======== STUDY MATERIAL ========
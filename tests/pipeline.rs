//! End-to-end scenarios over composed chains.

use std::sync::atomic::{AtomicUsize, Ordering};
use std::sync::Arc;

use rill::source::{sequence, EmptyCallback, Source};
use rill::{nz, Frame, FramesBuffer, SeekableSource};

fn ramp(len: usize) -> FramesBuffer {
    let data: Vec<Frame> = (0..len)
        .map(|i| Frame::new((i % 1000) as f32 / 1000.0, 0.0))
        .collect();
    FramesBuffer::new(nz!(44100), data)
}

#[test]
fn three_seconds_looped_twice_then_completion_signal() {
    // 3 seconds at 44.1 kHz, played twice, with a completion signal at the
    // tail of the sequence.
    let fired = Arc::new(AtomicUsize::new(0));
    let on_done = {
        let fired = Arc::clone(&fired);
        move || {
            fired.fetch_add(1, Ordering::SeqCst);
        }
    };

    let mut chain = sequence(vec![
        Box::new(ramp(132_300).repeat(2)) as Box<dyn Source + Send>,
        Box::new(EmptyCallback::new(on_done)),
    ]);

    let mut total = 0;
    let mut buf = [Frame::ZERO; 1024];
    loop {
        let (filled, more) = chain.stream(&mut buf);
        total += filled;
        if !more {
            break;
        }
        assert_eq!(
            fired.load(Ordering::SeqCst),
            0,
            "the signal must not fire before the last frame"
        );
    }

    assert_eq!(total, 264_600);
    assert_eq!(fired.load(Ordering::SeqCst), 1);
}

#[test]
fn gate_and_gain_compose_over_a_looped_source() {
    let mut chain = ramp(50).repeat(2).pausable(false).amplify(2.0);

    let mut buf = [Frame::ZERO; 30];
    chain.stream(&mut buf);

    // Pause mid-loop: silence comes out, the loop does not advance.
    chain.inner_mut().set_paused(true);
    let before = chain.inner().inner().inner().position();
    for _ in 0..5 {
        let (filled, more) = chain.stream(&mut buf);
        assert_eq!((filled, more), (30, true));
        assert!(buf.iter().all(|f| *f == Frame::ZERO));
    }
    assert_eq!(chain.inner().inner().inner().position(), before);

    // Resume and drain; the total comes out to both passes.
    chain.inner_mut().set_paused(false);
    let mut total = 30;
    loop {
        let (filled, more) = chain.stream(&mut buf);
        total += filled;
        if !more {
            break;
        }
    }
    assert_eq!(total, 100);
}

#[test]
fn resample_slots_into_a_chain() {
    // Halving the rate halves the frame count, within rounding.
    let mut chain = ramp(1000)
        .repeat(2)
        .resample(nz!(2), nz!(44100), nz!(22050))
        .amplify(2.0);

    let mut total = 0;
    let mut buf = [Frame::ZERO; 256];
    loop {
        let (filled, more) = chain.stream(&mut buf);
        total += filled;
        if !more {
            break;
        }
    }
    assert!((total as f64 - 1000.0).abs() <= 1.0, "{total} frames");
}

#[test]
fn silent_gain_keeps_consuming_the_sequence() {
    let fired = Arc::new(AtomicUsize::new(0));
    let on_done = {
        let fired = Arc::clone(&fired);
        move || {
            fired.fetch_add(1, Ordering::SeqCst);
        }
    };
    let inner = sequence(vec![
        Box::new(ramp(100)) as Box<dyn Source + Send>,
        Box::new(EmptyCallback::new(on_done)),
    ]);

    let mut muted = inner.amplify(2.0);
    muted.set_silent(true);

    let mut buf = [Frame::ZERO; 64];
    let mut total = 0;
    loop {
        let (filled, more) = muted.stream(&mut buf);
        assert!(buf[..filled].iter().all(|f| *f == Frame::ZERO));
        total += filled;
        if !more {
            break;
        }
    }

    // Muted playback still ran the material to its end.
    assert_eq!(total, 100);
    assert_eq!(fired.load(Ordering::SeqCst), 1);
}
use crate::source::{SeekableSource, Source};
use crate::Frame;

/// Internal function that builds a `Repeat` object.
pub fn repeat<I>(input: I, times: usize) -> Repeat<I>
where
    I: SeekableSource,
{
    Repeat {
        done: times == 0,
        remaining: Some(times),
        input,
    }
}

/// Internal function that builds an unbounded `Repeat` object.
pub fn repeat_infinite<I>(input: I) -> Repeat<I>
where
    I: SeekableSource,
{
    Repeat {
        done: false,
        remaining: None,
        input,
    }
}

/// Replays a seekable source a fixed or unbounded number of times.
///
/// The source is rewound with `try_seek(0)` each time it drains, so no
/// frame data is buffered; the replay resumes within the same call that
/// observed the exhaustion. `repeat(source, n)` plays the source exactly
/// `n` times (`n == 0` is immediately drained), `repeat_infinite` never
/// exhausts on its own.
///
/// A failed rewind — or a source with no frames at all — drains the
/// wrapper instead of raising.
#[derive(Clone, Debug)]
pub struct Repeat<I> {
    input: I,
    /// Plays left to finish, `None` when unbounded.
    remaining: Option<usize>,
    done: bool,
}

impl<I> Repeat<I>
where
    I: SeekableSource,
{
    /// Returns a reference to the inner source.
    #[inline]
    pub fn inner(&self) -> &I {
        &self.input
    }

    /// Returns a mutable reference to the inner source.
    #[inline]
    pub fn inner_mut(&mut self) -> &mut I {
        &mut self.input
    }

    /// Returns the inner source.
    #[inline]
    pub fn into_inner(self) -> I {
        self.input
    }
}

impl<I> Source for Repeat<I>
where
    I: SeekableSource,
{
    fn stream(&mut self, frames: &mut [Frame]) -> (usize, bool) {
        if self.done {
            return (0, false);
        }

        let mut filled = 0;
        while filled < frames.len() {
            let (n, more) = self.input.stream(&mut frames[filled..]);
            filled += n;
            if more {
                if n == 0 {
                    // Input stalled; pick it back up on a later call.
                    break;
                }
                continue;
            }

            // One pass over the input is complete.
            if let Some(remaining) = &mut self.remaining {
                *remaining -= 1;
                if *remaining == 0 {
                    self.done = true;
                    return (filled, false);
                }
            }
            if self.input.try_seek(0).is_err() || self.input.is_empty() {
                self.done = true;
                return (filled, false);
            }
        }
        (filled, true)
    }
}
========
WHAT IS REQUIRED. Transcribe all entries exactly as they are given.

RESPONSE AREA.
filename tests/pipeline.rs
//! End-to-end scenarios over composed chains.

use std::sync::atomic::{AtomicUsize, Ordering};
use std::sync::Arc;

use rill::source::{sequence, EmptyCallback, Source};
use rill::{nz, Frame, FramesBuffer, SeekableSource};

fn ramp(len: usize) -> FramesBuffer {
    let data: Vec<Frame> = (0..len)
        .map(|i| Frame::new((i % 1000) as f32 / 1000.0, 0.0))
        .collect();
    FramesBuffer::new(nz!(44100), data)
}

#[test]
fn three_seconds_looped_twice_then_completion_signal() {
    // 3 seconds at 44.1 kHz, played twice, with a completion signal at the
    // tail of the sequence.
    let fired = Arc::new(AtomicUsize::new(0));
    let on_done = {
        let fired = Arc::clone(&fired);
        move || {
            fired.fetch_add(1, Ordering::SeqCst);
        }
    };

    let mut chain = sequence(vec![
        Box::new(ramp(132_300).repeat(2)) as Box<dyn Source + Send>,
        Box::new(EmptyCallback::new(on_done)),
    ]);

    let mut total = 0;
    let mut buf = [Frame::ZERO; 1024];
    loop {
        let (filled, more) = chain.stream(&mut buf);
        total += filled;
        if !more {
            break;
        }
        assert_eq!(
            fired.load(Ordering::SeqCst),
            0,
            "the signal must not fire before the last frame"
        );
    }

    assert_eq!(total, 264_600);
    assert_eq!(fired.load(Ordering::SeqCst), 1);
}

#[test]
fn gate_and_gain_compose_over_a_looped_source() {
    let mut chain = ramp(50).repeat(2).pausable(false).amplify(2.0);

    let mut buf = [Frame::ZERO; 30];
    chain.stream(&mut buf);

    // Pause mid-loop: silence comes out, the loop does not advance.
    chain.inner_mut().set_paused(true);
    let before = chain.inner().inner().inner().position();
    for _ in 0..5 {
        let (filled, more) = chain.stream(&mut buf);
        assert_eq!((filled, more), (30, true));
        assert!(buf.iter().all(|f| *f == Frame::ZERO));
    }
    assert_eq!(chain.inner().inner().inner().position(), before);

    // Resume and drain; the total comes out to both passes.
    chain.inner_mut().set_paused(false);
    let mut total = 30;
    loop {
        let (filled, more) = chain.stream(&mut buf);
        total += filled;
        if !more {
            break;
        }
    }
    assert_eq!(total, 100);
}

#[test]
fn resample_slots_into_a_chain() {
    // Halving the rate halves the frame count, within rounding.
    let mut chain = ramp(1000)
        .repeat(2)
        .resample(nz!(2), nz!(44100), nz!(22050))
        .amplify(2.0);

    let mut total = 0;
    let mut buf = [Frame::ZERO; 256];
    loop {
        let (filled, more) = chain.stream(&mut buf);
        total += filled;
        if !more {
            break;
        }
    }
    assert!((total as f64 - 1000.0).abs() <= 1.0, "{total} frames");
}

#[test]
fn silent_gain_keeps_consuming_the_sequence() {
    let fired = Arc::new(AtomicUsize::new(0));
    let on_done = {
        let fired = Arc::clone(&fired);
        move || {
            fired.fetch_add(1, Ordering::SeqCst);
        }
    };
    let inner = sequence(vec![
        Box::new(ramp(100)) as Box<dyn Source + Send>,
        Box::new(EmptyCallback::new(on_done)),
    ]);

    let mut muted = inner.amplify(2.0);
    muted.set_silent(true);

    let mut buf = [Frame::ZERO; 64];
    let mut total = 0;
    loop {
        let (filled, more) = muted.stream(&mut buf);
        assert!(buf[..filled].iter().all(|f| *f == Frame::ZERO));
        total += filled;
        if !more {
            break;
        }
    }

    // Muted playback still ran the material to its end.
    assert_eq!(total, 100);
    assert_eq!(fired.load(Ordering::SeqCst), 1);
}
use crate::source::{SeekableSource, Source};
use crate::Frame;

/// Internal function that builds a `Repeat` object.
pub fn repeat<I>(input: I, times: usize) -> Repeat<I>
where
    I: SeekableSource,
{
    Repeat {
        done: times == 0,
        remaining: Some(times),
        input,
    }
}

/// Internal function that builds an unbounded `Repeat` object.
pub fn repeat_infinite<I>(input: I) -> Repeat<I>
where
    I: SeekableSource,
{
    Repeat {
        done: false,
        remaining: None,
        input,
    }
}

/// Replays a seekable source a fixed or unbounded number of times.
///
/// The source is rewound with `try_seek(0)` each time it drains, so no
/// frame data is buffered; the replay resumes within the same call that
/// observed the exhaustion. `repeat(source, n)` plays the source exactly
/// `n` times (`n == 0` is immediately drained), `repeat_infinite` never
/// exhausts on its own.
///
/// A failed rewind — or a source with no frames at all — drains the
/// wrapper instead of raising.
#[derive(Clone, Debug)]
pub struct Repeat<I> {
    input: I,
    /// Plays left to finish, `None` when unbounded.
    remaining: Option<usize>,
    done: bool,
}

impl<I> Repeat<I>
where
    I: SeekableSource,
{
    /// Returns a reference to the inner source.
    #[inline]
    pub fn inner(&self) -> &I {
        &self.input
    }

    /// Returns a mutable reference to the inner source.
    #[inline]
    pub fn inner_mut(&mut self) -> &mut I {
        &mut self.input
    }

    /// Returns the inner source.
    #[inline]
    pub fn into_inner(self) -> I {
        self.input
    }
}

impl<I> Source for Repeat<I>
where
    I: SeekableSource,
{
    fn stream(&mut self, frames: &mut [Frame]) -> (usize, bool) {
        if self.done {
            return (0, false);
        }

        let mut filled = 0;
        while filled < frames.len() {
            let (n, more) = self.input.stream(&mut frames[filled..]);
            filled += n;
            if more {
                if n == 0 {
                    // Input stalled; pick it back up on a later call.
                    break;
                }
                continue;
            }

            // One pass over the input is complete.
            if let Some(remaining) = &mut self.remaining {
                *remaining -= 1;
                if *remaining == 0 {
                    self.done = true;
                    return (filled, false);
                }
            }
            if self.input.try_seek(0).is_err() || self.input.is_empty() {
                self.done = true;
                return (filled, false);
            }
        }
        (filled, true)
    }
}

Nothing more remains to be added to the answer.